Saved entries
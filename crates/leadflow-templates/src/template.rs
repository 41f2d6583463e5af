//! Email template records.

use chrono::{DateTime, Utc};
use regex::Regex;
use serde::{Deserialize, Serialize};

use leadflow_core::settings::StageTiming;
use leadflow_core::stage::Stage;

/// A per-stage email template. `user_id = None` marks a global template
/// shared by every user; builtin defaults are compiled in as the last
/// fallback.
#[derive(Debug, Clone, Serialize, Deserialize)]
pub struct EmailTemplate {
    pub id: String,
    #[serde(default)]
    pub user_id: Option<String>,
    pub stage: Stage,
    pub subject: String,
    pub html_content: String,
    #[serde(default)]
    pub text_content: String,
    /// `{{TOKEN}}` names appearing in subject or body, recomputed on save.
    #[serde(default)]
    pub variables: Vec<String>,
    #[serde(default = "default_true")]
    pub is_active: bool,
    pub timing: StageTiming,
    pub updated_at: DateTime<Utc>,
}

fn default_true() -> bool {
    true
}

impl EmailTemplate {
    pub fn new(
        user_id: Option<&str>,
        stage: Stage,
        subject: &str,
        html_content: &str,
        text_content: &str,
        timing: StageTiming,
    ) -> Self {
        let mut template = Self {
            id: uuid::Uuid::new_v4().to_string(),
            user_id: user_id.map(String::from),
            stage,
            subject: subject.to_string(),
            html_content: html_content.to_string(),
            text_content: text_content.to_string(),
            variables: Vec::new(),
            is_active: true,
            timing,
            updated_at: Utc::now(),
        };
        template.refresh_variables();
        template
    }

    /// Rescan subject and bodies for `{{TOKEN}}` placeholders.
    pub fn refresh_variables(&mut self) {
        let re = token_regex();
        let mut seen = Vec::new();
        for text in [&self.subject, &self.html_content, &self.text_content] {
            for cap in re.captures_iter(text) {
                let name = cap[1].to_string();
                if !seen.contains(&name) {
                    seen.push(name);
                }
            }
        }
        self.variables = seen;
    }

    /// Mark the template as edited.
    pub fn touch(&mut self) {
        self.refresh_variables();
        self.updated_at = Utc::now();
    }

    pub fn is_global(&self) -> bool {
        self.user_id.is_none()
    }
}

/// The placeholder shape: `{{UPPER_SNAKE}}`, matched case-sensitively.
pub(crate) fn token_regex() -> Regex {
    Regex::new(r"\{\{([A-Z][A-Z0-9_]*)\}\}").expect("static regex")
}

#[cfg(test)]
mod tests {
    use super::*;
    use leadflow_core::settings::TimingUnit;

    #[test]
    fn test_variable_extraction() {
        let template = EmailTemplate::new(
            None,
            Stage::CalledOnce,
            "Hi {{LEAD_NAME}}, a note from {{COMPANY_NAME}}",
            "<p>Hello {{LEAD_NAME}}, we loved {{COMPANY_REVIEW}}.</p>",
            "Hello {{LEAD_NAME}}",
            StageTiming::new(0, TimingUnit::Days, "immediate"),
        );
        assert_eq!(
            template.variables,
            vec!["LEAD_NAME", "COMPANY_NAME", "COMPANY_REVIEW"]
        );
    }

    #[test]
    fn test_lowercase_tokens_ignored() {
        let template = EmailTemplate::new(
            None,
            Stage::CalledOnce,
            "{{lead_name}} is not a token",
            "but {{WEBSITE_URL}} is",
            "",
            StageTiming::new(0, TimingUnit::Days, ""),
        );
        assert_eq!(template.variables, vec!["WEBSITE_URL"]);
    }

    #[test]
    fn test_touch_refreshes() {
        let mut template = EmailTemplate::new(
            Some("u1"),
            Stage::CalledTwice,
            "Subject",
            "Body",
            "",
            StageTiming::new(7, TimingUnit::Days, ""),
        );
        assert!(template.variables.is_empty());
        template.subject = "Hi {{LEAD_NAME}}".into();
        template.touch();
        assert_eq!(template.variables, vec!["LEAD_NAME"]);
    }
}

* [WORK TO COMPLETE] Lines that include the word "DateTime" are to be extracted from the data above.

* [ANSWER FOR THE TASK]
use chrono::{DateTime, Utc};
    pub updated_at: DateTime<Utc>,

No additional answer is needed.